Reproduce the entries below character for character.

━━━━━ Data to examine ━━━━━

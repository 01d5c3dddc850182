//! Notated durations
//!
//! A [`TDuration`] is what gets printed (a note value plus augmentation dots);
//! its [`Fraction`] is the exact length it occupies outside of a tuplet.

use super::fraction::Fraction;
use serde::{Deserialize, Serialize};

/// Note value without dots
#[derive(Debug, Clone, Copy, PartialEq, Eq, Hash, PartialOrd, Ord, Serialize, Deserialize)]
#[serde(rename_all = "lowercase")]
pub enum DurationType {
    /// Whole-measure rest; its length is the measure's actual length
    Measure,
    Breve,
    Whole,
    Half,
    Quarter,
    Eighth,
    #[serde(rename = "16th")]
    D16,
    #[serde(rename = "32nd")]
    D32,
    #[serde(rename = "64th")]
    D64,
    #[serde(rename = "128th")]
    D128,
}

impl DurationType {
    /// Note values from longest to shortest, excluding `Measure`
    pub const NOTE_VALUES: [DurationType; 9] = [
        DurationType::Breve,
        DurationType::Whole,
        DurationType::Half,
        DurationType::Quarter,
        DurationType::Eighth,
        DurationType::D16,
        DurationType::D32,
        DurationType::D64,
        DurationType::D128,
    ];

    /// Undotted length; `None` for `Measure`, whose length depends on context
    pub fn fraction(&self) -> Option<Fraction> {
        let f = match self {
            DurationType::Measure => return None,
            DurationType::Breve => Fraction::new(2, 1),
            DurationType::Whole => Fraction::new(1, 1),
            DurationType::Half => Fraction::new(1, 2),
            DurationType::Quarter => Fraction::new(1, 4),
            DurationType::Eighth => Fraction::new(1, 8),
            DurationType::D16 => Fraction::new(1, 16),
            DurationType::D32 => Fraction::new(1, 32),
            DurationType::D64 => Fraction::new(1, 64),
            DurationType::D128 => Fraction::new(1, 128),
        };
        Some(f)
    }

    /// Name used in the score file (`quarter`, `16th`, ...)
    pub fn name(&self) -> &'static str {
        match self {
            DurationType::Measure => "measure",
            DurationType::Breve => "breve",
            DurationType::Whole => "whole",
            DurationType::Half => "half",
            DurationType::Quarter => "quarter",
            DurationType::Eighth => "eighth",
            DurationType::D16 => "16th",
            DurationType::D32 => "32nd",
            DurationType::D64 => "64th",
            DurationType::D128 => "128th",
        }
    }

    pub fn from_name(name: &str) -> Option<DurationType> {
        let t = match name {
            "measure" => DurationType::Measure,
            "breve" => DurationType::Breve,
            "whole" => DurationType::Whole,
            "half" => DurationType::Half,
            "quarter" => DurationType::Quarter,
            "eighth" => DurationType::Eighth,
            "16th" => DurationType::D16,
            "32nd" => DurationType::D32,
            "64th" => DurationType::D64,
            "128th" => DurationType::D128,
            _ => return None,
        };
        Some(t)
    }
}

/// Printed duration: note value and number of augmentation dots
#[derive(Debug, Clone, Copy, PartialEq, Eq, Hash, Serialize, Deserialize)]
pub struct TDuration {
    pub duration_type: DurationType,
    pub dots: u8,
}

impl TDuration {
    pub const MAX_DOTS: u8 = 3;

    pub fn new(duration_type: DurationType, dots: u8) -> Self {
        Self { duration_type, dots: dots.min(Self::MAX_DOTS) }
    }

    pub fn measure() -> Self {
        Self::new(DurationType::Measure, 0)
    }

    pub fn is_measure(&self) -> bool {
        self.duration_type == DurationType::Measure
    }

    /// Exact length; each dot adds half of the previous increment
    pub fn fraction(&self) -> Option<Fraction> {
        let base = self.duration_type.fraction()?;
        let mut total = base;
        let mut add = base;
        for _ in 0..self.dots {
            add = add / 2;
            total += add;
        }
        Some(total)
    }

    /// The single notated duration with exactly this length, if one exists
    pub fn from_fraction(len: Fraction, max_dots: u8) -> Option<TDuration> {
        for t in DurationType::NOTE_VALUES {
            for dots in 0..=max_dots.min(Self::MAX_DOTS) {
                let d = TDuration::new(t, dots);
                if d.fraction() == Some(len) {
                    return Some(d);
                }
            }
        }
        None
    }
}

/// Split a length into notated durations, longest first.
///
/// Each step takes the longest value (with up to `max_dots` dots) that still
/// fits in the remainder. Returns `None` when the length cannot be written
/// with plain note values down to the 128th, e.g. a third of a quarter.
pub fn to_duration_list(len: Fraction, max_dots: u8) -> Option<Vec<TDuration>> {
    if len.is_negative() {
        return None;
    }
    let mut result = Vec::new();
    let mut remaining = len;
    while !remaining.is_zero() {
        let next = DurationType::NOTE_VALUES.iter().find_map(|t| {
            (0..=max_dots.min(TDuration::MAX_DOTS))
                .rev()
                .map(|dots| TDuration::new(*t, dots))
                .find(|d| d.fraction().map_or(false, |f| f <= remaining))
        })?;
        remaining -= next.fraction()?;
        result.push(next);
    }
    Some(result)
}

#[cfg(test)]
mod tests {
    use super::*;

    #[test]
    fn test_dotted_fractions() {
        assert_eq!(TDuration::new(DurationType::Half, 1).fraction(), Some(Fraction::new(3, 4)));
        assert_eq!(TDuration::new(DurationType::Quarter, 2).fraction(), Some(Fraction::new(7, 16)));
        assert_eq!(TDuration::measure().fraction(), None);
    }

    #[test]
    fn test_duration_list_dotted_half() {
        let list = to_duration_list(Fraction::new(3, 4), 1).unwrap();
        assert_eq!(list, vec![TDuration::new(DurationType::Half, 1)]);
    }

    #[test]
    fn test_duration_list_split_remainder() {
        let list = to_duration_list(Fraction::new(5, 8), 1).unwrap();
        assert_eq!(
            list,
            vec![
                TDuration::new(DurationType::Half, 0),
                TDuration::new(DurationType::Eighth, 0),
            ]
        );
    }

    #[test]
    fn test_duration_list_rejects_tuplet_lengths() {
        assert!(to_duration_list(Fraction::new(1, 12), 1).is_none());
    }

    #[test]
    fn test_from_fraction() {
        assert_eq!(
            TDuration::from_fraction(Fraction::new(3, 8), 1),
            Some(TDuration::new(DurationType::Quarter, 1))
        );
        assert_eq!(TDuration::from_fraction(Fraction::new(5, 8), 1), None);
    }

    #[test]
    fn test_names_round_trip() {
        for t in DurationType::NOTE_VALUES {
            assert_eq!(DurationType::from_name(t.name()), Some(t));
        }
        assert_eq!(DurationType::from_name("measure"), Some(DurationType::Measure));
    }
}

━━━━━

[Reply]
repository 01d5c3dddc850182
//! Notated durations
//!
//! A [`TDuration`] is what gets printed (a note value plus augmentation dots);
//! its [`Fraction`] is the exact length it occupies outside of a tuplet.

use super::fraction::Fraction;
use serde::{Deserialize, Serialize};

/// Note value without dots
#[derive(Debug, Clone, Copy, PartialEq, Eq, Hash, PartialOrd, Ord, Serialize, Deserialize)]
#[serde(rename_all = "lowercase")]
pub enum DurationType {
    /// Whole-measure rest; its length is the measure's actual length
    Measure,
    Breve,
    Whole,
    Half,
    Quarter,
    Eighth,
    #[serde(rename = "16th")]
    D16,
    #[serde(rename = "32nd")]
    D32,
    #[serde(rename = "64th")]
    D64,
    #[serde(rename = "128th")]
    D128,
}

impl DurationType {
    /// Note values from longest to shortest, excluding `Measure`
    pub const NOTE_VALUES: [DurationType; 9] = [
        DurationType::Breve,
        DurationType::Whole,
        DurationType::Half,
        DurationType::Quarter,
        DurationType::Eighth,
        DurationType::D16,
        DurationType::D32,
        DurationType::D64,
        DurationType::D128,
    ];

    /// Undotted length; `None` for `Measure`, whose length depends on context
    pub fn fraction(&self) -> Option<Fraction> {
        let f = match self {
            DurationType::Measure => return None,
            DurationType::Breve => Fraction::new(2, 1),
            DurationType::Whole => Fraction::new(1, 1),
            DurationType::Half => Fraction::new(1, 2),
            DurationType::Quarter => Fraction::new(1, 4),
            DurationType::Eighth => Fraction::new(1, 8),
            DurationType::D16 => Fraction::new(1, 16),
            DurationType::D32 => Fraction::new(1, 32),
            DurationType::D64 => Fraction::new(1, 64),
            DurationType::D128 => Fraction::new(1, 128),
        };
        Some(f)
    }

    /// Name used in the score file (`quarter`, `16th`, ...)
    pub fn name(&self) -> &'static str {
        match self {
            DurationType::Measure => "measure",
            DurationType::Breve => "breve",
            DurationType::Whole => "whole",
            DurationType::Half => "half",
            DurationType::Quarter => "quarter",
            DurationType::Eighth => "eighth",
            DurationType::D16 => "16th",
            DurationType::D32 => "32nd",
            DurationType::D64 => "64th",
            DurationType::D128 => "128th",
        }
    }

    pub fn from_name(name: &str) -> Option<DurationType> {
        let t = match name {
            "measure" => DurationType::Measure,
            "breve" => DurationType::Breve,
            "whole" => DurationType::Whole,
            "half" => DurationType::Half,
            "quarter" => DurationType::Quarter,
            "eighth" => DurationType::Eighth,
            "16th" => DurationType::D16,
            "32nd" => DurationType::D32,
            "64th" => DurationType::D64,
            "128th" => DurationType::D128,
            _ => return None,
        };
        Some(t)
    }
}

/// Printed duration: note value and number of augmentation dots
#[derive(Debug, Clone, Copy, PartialEq, Eq, Hash, Serialize, Deserialize)]
pub struct TDuration {
    pub duration_type: DurationType,
    pub dots: u8,
}

impl TDuration {
    pub const MAX_DOTS: u8 = 3;

    pub fn new(duration_type: DurationType, dots: u8) -> Self {
        Self { duration_type, dots: dots.min(Self::MAX_DOTS) }
    }

    pub fn measure() -> Self {
        Self::new(DurationType::Measure, 0)
    }

    pub fn is_measure(&self) -> bool {
        self.duration_type == DurationType::Measure
    }

    /// Exact length; each dot adds half of the previous increment
    pub fn fraction(&self) -> Option<Fraction> {
        let base = self.duration_type.fraction()?;
        let mut total = base;
        let mut add = base;
        for _ in 0..self.dots {
            add = add / 2;
            total += add;
        }
        Some(total)
    }

    /// The single notated duration with exactly this length, if one exists
    pub fn from_fraction(len: Fraction, max_dots: u8) -> Option<TDuration> {
        for t in DurationType::NOTE_VALUES {
            for dots in 0..=max_dots.min(Self::MAX_DOTS) {
                let d = TDuration::new(t, dots);
                if d.fraction() == Some(len) {
                    return Some(d);
                }
            }
        }
        None
    }
}

/// Split a length into notated durations, longest first.
///
/// Each step takes the longest value (with up to `max_dots` dots) that still
/// fits in the remainder. Returns `None` when the length cannot be written
/// with plain note values down to the 128th, e.g. a third of a quarter.
pub fn to_duration_list(len: Fraction, max_dots: u8) -> Option<Vec<TDuration>> {
    if len.is_negative() {
        return None;
    }
    let mut result = Vec::new();
    let mut remaining = len;
    while !remaining.is_zero() {
        let next = DurationType::NOTE_VALUES.iter().find_map(|t| {
            (0..=max_dots.min(TDuration::MAX_DOTS))
                .rev()
                .map(|dots| TDuration::new(*t, dots))
                .find(|d| d.fraction().map_or(false, |f| f <= remaining))
        })?;
        remaining -= next.fraction()?;
        result.push(next);
    }
    Some(result)
}

#[cfg(test)]
mod tests {
    use super::*;

    #[test]
    fn test_dotted_fractions() {
        assert_eq!(TDuration::new(DurationType::Half, 1).fraction(), Some(Fraction::new(3, 4)));
        assert_eq!(TDuration::new(DurationType::Quarter, 2).fraction(), Some(Fraction::new(7, 16)));
        assert_eq!(TDuration::measure().fraction(), None);
    }

    #[test]
    fn test_duration_list_dotted_half() {
        let list = to_duration_list(Fraction::new(3, 4), 1).unwrap();
        assert_eq!(list, vec![TDuration::new(DurationType::Half, 1)]);
    }

    #[test]
    fn test_duration_list_split_remainder() {
        let list = to_duration_list(Fraction::new(5, 8), 1).unwrap();
        assert_eq!(
            list,
            vec![
                TDuration::new(DurationType::Half, 0),
                TDuration::new(DurationType::Eighth, 0),
            ]
        );
    }

    #[test]
    fn test_duration_list_rejects_tuplet_lengths() {
        assert!(to_duration_list(Fraction::new(1, 12), 1).is_none());
    }

    #[test]
    fn test_from_fraction() {
        assert_eq!(
            TDuration::from_fraction(Fraction::new(3, 8), 1),
            Some(TDuration::new(DurationType::Quarter, 1))
        );
        assert_eq!(TDuration::from_fraction(Fraction::new(5, 8), 1), None);
    }

    #[test]
    fn test_names_round_trip() {
        for t in DurationType::NOTE_VALUES {
            assert_eq!(DurationType::from_name(t.name()), Some(t));
        }
        assert_eq!(DurationType::from_name("measure"), Some(DurationType::Measure));
    }
}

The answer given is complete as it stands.